They all kept on silently. Charlotte paled a little when she caught
sight of Barney, but her face was quite steady. "Hold your dress up a
little higher; the grass is terrible wet," her mother whispered once,
and that was all that any of them said until they reached home.

Charlotte went at once up-stairs to her own chamber, took off her
purple gown, and hung it up in her closet, and got out a common one.
The purple gown was part of her wedding wardrobe, and she had worn it
in advance with some misgivings. "I dunno but you might jest as well
wear it a few Sundays," her mother had said; "you're goin' to have
your silk dress to come out bride in.
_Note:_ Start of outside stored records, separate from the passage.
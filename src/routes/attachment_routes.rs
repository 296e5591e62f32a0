use axum::{
    body::Bytes,
    extract::{DefaultBodyLimit, Path, State},
    http::{header, HeaderMap, HeaderValue, StatusCode},
    response::IntoResponse,
    routing::{delete, get, post},
    Extension, Json, Router,
};
use uuid::Uuid;

use crate::controllers::AttachmentController;
use crate::dto::attachment_dto::{CreateAttachmentRequest, UploadResponse, UploadUrlResponse};
use crate::dto::ApiResponse;
use crate::middleware::AuthenticatedUser;
use crate::models::Attachment;
use crate::state::AppState;
use crate::utils::errors::{AppError, AppResult};

/// Rutas autenticadas de adjuntos
pub fn create_attachment_router() -> Router<AppState> {
    Router::new()
        .route("/api/uploads/url", post(create_upload_url))
        .route("/api/attachments/:id", delete(delete_attachment))
        .route("/api/attachments/:id/content", get(download_attachment))
}

/// Subida directa; el ticket de la URL sustituye al bearer token
pub fn create_upload_router(state: &AppState) -> Router<AppState> {
    Router::new()
        .route("/api/uploads/:ticket", post(upload_file))
        .layer(DefaultBodyLimit::max(state.config.max_upload_bytes))
}

async fn create_upload_url(
    State(state): State<AppState>,
    Extension(user): Extension<AuthenticatedUser>,
) -> AppResult<Json<UploadUrlResponse>> {
    let response = AttachmentController::new(&state).upload_url(&user).await?;
    Ok(Json(response))
}

async fn upload_file(
    State(state): State<AppState>,
    Path(ticket): Path<Uuid>,
    headers: HeaderMap,
    body: Bytes,
) -> AppResult<(StatusCode, Json<UploadResponse>)> {
    let content_type = headers
        .get(header::CONTENT_TYPE)
        .and_then(|value| value.to_str().ok());
    let response = AttachmentController::new(&state)
        .upload(ticket, content_type, &body)
        .await?;
    Ok((StatusCode::CREATED, Json(response)))
}

pub(crate) async fn attach_file(
    State(state): State<AppState>,
    Extension(user): Extension<AuthenticatedUser>,
    Path(trip_id): Path<Uuid>,
    Json(request): Json<CreateAttachmentRequest>,
) -> AppResult<(StatusCode, Json<ApiResponse<Attachment>>)> {
    let response = AttachmentController::new(&state)
        .attach(&user, trip_id, request)
        .await?;
    Ok((StatusCode::CREATED, Json(response)))
}

pub(crate) async fn list_attachments(
    State(state): State<AppState>,
    Extension(user): Extension<AuthenticatedUser>,
    Path(trip_id): Path<Uuid>,
) -> AppResult<Json<Vec<Attachment>>> {
    let attachments = AttachmentController::new(&state).list(&user, trip_id).await?;
    Ok(Json(attachments))
}

async fn download_attachment(
    State(state): State<AppState>,
    Extension(user): Extension<AuthenticatedUser>,
    Path(id): Path<Uuid>,
) -> AppResult<impl IntoResponse> {
    let (attachment, bytes) = AttachmentController::new(&state).content(&user, id).await?;

    let headers = download_headers(&attachment.content_type, &attachment.file_name)?;
    Ok((headers, bytes))
}

/// Tipos que el navegador puede mostrar sin ejecutar contenido
const INLINE_CONTENT_TYPES: &[&str] = &[
    "application/pdf",
    "image/gif",
    "image/jpeg",
    "image/png",
    "image/webp",
];

/// Cabeceras de descarga; lo que no está en la lista se fuerza como `attachment`
fn download_headers(content_type: &str, file_name: &str) -> AppResult<HeaderMap> {
    let essence = content_type
        .split(';')
        .next()
        .unwrap_or_default()
        .trim()
        .to_ascii_lowercase();
    let inline = INLINE_CONTENT_TYPES.contains(&essence.as_str());

    let file_name: String = file_name
        .chars()
        .map(|c| if (c.is_ascii_graphic() && c != '"') || c == ' ' { c } else { '_' })
        .collect();
    let disposition = format!(
        "{}; filename=\"{}\"",
        if inline { "inline" } else { "attachment" },
        file_name
    );

    let mut headers = HeaderMap::new();
    headers.insert(header::CONTENT_TYPE, header_value(content_type)?);
    headers.insert(header::CONTENT_DISPOSITION, header_value(&disposition)?);
    headers.insert(header::X_CONTENT_TYPE_OPTIONS, HeaderValue::from_static("nosniff"));
    if !inline {
        headers.insert(
            header::CONTENT_SECURITY_POLICY,
            HeaderValue::from_static("default-src 'none'; sandbox"),
        );
    }
    Ok(headers)
}

fn header_value(value: &str) -> AppResult<HeaderValue> {
    HeaderValue::from_str(value)
        .map_err(|e| AppError::Internal(format!("Cabecera inválida '{}': {}", value, e)))
}

async fn delete_attachment(
    State(state): State<AppState>,
    Extension(user): Extension<AuthenticatedUser>,
    Path(id): Path<Uuid>,
) -> AppResult<Json<ApiResponse<()>>> {
    let response = AttachmentController::new(&state).delete(&user, id).await?;
    Ok(Json(response))
}

#[cfg(test)]
mod tests {
    use super::*;

    fn value<'a>(headers: &'a HeaderMap, name: header::HeaderName) -> Option<&'a str> {
        headers.get(name).map(|value| value.to_str().unwrap())
    }

    #[test]
    fn test_receipts_are_shown_inline() {
        let headers = download_headers("image/jpeg", "Tankbeleg.jpg").unwrap();
        assert_eq!(
            value(&headers, header::CONTENT_DISPOSITION),
            Some("inline; filename=\"Tankbeleg.jpg\"")
        );
        assert_eq!(value(&headers, header::X_CONTENT_TYPE_OPTIONS), Some("nosniff"));

        let headers = download_headers("application/pdf; charset=binary", "rechnung.pdf").unwrap();
        assert!(value(&headers, header::CONTENT_DISPOSITION)
            .unwrap()
            .starts_with("inline;"));
    }

    #[test]
    fn test_svg_is_downloaded_not_rendered() {
        let headers = download_headers("image/svg+xml", "logo \"x\".svg").unwrap();
        assert_eq!(value(&headers, header::CONTENT_TYPE), Some("image/svg+xml"));
        assert_eq!(
            value(&headers, header::CONTENT_DISPOSITION),
            Some("attachment; filename=\"logo _x_.svg\"")
        );
        assert_eq!(value(&headers, header::X_CONTENT_TYPE_OPTIONS), Some("nosniff"));
        assert!(value(&headers, header::CONTENT_SECURITY_POLICY)
            .unwrap()
            .contains("sandbox"));
    }
}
I dunno as there's any sense in
your goin' lookin' like a scarecrow all the spring because you're
goin' to get married."

So Charlotte had put on the new purple dress the day before; now it
looked, as it hung in the closet, like an effigy of her happier self.

When Charlotte went down-stairs she found her mother showing much
more spirit than usual in an altercation with her father. Sarah
Barnard stood before her husband, her placid face all knitted with
perplexed remonstrance. "Why, I can't, Cephas," she said. "Pies can't
be made that way."

"I know they can," said Cephas.

"They can't, Cephas. There ain't no use tryin'. It would jest be a
waste of the flour."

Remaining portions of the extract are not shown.